_INSTRUCTIONS TO FOLLOW_
Go through the lines below and tally each one holding "Ethernet". Write only the total.

━━━━━━━━━━

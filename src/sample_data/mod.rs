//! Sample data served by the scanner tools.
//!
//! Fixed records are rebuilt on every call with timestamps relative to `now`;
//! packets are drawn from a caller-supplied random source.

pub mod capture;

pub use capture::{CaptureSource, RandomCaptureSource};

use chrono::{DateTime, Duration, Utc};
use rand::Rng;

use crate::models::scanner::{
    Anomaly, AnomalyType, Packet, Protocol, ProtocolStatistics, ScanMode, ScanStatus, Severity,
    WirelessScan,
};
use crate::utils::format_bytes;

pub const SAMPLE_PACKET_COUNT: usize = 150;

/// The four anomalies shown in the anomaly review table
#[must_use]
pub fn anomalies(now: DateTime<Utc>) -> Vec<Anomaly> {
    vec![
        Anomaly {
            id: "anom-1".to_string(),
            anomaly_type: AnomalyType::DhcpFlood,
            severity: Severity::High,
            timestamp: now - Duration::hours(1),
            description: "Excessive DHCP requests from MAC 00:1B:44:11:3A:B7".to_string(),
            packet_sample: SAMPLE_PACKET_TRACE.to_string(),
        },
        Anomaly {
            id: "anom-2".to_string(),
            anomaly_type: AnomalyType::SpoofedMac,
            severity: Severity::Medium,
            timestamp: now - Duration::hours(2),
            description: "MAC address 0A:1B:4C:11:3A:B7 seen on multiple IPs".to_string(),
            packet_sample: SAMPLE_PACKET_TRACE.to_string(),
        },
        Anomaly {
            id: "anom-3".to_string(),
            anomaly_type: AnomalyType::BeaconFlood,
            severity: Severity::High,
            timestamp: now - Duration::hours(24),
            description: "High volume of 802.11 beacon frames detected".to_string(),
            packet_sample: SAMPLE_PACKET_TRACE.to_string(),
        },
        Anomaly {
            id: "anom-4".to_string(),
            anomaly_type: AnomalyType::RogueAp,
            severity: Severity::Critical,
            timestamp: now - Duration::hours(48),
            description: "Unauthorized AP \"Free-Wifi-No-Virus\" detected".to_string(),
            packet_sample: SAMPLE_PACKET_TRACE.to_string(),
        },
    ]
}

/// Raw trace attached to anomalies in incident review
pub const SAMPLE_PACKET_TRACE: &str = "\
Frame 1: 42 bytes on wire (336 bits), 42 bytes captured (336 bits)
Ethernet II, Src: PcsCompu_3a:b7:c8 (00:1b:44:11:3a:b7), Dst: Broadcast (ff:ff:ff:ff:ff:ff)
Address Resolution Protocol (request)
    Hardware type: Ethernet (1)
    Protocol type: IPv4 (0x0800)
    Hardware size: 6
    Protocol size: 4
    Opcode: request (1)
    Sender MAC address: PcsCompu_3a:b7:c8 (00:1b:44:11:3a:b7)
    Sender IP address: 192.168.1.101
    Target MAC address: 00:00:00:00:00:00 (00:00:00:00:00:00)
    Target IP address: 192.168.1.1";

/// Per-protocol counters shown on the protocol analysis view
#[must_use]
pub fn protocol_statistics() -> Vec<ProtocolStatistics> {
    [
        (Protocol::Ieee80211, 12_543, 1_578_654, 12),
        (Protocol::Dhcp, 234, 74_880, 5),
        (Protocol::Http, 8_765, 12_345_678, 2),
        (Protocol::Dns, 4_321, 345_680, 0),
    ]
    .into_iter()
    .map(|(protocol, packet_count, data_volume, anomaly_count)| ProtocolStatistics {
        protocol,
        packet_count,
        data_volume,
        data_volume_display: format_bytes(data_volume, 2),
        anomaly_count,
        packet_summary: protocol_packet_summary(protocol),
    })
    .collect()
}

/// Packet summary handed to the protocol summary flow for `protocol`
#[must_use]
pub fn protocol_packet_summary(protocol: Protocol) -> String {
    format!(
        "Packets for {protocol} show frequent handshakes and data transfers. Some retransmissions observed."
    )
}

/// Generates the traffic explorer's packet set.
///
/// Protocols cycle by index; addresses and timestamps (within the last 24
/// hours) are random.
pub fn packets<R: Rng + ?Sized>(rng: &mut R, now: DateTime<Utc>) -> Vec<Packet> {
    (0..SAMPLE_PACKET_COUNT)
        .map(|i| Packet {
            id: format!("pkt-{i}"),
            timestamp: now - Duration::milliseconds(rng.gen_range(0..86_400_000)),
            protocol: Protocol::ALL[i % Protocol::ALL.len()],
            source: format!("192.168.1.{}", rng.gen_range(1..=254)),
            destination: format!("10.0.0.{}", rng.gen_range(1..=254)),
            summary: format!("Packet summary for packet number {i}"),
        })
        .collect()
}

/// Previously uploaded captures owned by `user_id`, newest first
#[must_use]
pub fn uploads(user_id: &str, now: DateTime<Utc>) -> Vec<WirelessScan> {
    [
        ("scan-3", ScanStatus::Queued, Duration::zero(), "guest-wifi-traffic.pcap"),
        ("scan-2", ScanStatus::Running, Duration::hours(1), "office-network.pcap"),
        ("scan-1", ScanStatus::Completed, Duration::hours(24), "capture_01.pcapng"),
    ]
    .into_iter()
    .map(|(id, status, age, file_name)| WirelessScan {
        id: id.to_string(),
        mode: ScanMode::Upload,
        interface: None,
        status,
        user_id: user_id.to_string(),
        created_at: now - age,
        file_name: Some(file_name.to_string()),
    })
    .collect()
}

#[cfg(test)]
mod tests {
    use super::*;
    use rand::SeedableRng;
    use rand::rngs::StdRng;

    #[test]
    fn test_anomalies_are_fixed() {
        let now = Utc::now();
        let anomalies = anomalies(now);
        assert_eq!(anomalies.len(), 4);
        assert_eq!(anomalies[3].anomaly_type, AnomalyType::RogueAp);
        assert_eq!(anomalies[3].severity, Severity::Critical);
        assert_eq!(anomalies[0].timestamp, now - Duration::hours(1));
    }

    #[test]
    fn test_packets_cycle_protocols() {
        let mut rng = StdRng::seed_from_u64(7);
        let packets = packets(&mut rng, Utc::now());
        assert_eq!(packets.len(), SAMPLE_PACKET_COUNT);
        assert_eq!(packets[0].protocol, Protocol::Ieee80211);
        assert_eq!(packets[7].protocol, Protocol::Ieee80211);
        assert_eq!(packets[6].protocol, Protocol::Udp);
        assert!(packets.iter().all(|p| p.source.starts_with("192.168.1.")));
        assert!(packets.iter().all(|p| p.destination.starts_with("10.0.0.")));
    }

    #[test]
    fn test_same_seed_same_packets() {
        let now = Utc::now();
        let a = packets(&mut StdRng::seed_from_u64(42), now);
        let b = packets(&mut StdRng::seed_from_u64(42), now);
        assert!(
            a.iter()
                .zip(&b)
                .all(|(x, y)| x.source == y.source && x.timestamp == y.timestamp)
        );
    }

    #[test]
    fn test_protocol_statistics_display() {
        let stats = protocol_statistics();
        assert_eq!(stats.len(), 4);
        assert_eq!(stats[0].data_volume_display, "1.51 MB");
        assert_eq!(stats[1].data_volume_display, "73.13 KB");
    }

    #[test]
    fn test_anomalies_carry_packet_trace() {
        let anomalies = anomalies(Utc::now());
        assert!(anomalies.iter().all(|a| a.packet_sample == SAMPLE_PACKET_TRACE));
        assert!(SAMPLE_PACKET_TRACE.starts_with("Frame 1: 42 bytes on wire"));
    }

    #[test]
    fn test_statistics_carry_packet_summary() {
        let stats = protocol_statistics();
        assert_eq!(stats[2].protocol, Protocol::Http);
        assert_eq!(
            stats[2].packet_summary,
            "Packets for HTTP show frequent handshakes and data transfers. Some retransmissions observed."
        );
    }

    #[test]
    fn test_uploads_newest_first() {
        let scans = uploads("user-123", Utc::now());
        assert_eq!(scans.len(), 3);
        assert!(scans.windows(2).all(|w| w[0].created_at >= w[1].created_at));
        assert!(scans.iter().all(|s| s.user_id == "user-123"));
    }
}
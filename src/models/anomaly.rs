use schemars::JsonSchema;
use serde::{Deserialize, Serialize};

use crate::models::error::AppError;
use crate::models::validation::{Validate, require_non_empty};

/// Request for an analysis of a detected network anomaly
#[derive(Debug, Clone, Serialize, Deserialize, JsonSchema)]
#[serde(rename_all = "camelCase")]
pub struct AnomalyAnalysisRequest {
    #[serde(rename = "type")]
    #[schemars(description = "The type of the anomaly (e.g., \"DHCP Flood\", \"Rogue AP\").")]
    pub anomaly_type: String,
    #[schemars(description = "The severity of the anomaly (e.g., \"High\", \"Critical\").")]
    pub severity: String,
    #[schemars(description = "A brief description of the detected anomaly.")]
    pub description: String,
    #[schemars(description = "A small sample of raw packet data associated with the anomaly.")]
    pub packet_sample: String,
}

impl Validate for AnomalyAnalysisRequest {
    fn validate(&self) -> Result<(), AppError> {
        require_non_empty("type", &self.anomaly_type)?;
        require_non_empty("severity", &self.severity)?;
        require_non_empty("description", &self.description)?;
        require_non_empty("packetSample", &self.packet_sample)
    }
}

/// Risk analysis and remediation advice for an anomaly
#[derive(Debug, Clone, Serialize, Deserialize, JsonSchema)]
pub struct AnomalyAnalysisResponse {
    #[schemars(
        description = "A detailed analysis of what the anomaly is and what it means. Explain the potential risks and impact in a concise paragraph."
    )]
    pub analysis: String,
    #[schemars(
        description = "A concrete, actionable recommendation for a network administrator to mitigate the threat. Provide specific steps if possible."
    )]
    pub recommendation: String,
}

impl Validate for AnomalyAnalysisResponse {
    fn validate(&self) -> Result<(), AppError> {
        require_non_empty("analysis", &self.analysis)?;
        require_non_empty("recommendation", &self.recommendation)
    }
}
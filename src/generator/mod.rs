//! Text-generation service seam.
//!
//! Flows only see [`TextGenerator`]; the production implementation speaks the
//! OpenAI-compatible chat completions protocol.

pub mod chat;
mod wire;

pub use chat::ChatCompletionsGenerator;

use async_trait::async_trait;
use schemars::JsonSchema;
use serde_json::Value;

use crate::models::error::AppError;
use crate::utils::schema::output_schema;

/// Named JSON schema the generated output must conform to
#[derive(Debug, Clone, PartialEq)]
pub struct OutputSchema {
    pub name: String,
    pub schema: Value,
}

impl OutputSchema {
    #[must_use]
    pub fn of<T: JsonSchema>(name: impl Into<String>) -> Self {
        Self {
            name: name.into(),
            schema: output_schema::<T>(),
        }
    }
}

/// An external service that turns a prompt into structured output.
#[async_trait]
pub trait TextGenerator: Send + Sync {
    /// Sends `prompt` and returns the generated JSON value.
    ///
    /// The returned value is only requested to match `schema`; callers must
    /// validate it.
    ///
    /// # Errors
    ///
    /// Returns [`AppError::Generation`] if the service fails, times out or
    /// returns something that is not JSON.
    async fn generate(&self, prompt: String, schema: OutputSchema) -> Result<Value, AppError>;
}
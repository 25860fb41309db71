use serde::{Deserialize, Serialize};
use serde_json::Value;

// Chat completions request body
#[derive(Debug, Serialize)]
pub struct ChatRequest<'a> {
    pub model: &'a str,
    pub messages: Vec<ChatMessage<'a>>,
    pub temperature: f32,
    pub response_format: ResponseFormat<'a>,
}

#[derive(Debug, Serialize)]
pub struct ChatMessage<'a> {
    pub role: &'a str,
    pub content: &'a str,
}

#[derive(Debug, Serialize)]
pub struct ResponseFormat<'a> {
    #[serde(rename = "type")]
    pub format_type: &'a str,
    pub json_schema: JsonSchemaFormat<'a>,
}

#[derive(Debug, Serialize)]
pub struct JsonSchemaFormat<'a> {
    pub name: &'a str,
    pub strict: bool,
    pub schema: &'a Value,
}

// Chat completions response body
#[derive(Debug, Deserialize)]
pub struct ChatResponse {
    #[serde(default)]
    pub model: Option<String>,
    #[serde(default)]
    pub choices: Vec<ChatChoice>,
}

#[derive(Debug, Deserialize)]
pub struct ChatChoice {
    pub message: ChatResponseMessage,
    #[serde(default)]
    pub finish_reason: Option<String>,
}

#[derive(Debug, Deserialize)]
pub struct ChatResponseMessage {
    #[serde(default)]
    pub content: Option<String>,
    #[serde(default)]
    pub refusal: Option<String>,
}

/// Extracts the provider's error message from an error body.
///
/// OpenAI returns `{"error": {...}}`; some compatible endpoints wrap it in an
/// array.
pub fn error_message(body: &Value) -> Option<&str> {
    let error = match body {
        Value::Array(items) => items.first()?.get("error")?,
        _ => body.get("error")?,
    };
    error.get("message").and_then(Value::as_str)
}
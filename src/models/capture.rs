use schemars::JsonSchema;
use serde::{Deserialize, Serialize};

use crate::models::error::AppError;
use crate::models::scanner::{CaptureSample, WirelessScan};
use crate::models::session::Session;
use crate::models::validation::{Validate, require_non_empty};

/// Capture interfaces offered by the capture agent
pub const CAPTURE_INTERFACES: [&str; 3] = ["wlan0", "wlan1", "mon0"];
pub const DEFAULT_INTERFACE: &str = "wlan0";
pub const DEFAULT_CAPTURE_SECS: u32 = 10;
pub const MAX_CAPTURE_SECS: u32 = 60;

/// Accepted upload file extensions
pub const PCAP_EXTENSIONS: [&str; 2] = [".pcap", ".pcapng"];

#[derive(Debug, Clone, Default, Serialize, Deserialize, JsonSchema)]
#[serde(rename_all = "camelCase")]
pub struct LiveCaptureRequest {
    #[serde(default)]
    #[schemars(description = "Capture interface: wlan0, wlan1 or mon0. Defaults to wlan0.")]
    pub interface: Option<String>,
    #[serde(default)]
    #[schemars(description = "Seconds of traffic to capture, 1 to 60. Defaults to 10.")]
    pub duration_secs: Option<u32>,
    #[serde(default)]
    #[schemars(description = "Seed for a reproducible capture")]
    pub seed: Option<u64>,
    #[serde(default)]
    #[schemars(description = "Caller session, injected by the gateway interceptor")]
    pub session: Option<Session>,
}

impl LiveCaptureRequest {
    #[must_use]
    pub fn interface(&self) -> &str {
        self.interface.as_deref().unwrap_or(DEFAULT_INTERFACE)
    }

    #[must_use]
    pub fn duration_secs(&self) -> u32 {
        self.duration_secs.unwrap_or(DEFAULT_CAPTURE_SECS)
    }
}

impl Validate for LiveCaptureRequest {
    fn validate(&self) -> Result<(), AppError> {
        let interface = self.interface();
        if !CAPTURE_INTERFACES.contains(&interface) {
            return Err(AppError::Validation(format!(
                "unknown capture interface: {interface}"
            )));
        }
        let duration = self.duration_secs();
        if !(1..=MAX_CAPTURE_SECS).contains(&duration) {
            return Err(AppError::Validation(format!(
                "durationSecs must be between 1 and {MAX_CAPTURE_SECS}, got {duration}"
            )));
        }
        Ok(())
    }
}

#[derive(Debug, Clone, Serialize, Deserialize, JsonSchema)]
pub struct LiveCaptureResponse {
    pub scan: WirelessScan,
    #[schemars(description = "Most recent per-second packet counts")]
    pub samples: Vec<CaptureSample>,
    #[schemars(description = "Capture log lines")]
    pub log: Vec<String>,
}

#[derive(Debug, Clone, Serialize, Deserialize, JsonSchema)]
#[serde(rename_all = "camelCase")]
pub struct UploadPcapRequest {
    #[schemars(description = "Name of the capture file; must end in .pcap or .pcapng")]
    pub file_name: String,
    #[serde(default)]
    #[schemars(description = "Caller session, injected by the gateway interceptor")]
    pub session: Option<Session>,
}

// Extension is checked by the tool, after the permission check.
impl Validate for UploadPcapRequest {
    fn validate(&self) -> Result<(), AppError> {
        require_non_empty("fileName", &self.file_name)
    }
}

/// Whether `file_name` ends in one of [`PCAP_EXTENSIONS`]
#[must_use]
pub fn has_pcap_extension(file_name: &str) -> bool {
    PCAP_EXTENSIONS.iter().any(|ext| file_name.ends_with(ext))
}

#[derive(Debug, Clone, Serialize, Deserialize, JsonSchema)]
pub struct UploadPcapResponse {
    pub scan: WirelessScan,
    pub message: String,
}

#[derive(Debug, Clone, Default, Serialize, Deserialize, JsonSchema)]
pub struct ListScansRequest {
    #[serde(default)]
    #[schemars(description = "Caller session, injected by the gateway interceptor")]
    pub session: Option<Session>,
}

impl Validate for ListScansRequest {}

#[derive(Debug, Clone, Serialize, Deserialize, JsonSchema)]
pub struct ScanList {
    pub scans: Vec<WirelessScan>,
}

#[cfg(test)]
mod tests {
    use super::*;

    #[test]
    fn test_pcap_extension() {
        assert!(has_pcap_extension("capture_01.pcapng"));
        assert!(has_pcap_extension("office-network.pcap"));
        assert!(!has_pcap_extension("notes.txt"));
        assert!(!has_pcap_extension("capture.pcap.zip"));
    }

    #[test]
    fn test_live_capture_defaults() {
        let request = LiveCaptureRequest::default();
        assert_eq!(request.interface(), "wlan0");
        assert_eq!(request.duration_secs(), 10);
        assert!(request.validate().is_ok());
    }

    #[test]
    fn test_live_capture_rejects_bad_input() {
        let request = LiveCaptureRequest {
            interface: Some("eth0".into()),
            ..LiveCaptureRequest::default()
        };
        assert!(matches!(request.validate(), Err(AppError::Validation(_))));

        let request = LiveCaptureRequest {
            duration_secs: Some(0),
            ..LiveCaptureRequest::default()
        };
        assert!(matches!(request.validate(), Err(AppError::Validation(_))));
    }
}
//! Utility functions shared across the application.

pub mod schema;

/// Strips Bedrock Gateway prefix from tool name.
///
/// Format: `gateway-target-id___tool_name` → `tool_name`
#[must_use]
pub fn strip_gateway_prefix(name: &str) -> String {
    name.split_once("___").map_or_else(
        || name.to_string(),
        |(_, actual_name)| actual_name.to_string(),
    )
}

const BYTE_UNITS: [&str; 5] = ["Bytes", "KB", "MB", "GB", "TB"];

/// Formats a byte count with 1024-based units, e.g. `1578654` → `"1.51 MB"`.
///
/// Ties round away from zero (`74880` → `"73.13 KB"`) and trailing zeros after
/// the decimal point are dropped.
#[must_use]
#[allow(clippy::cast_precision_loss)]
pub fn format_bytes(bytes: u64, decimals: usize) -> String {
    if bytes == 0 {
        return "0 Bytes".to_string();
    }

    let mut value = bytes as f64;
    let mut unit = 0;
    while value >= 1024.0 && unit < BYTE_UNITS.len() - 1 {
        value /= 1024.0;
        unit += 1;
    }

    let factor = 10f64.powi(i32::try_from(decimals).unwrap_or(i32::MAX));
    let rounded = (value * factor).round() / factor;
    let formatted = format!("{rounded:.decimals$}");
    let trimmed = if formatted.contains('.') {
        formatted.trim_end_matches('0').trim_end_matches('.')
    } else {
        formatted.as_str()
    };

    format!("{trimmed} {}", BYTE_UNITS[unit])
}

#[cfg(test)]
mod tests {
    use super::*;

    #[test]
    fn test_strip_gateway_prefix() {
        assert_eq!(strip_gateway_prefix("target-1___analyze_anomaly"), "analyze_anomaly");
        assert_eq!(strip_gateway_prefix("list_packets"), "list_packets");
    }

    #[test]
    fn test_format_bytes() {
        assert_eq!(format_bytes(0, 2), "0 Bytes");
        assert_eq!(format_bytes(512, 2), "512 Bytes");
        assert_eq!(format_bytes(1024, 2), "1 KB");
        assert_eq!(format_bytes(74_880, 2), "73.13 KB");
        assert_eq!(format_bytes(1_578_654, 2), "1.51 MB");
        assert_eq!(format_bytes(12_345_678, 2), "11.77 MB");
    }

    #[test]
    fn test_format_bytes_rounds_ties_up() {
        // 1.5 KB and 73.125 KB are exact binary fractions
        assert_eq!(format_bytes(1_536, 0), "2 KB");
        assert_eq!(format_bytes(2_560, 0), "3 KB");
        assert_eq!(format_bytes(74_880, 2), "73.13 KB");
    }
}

━━━━━━━━━━

_EXERCISE OUTPUT_
2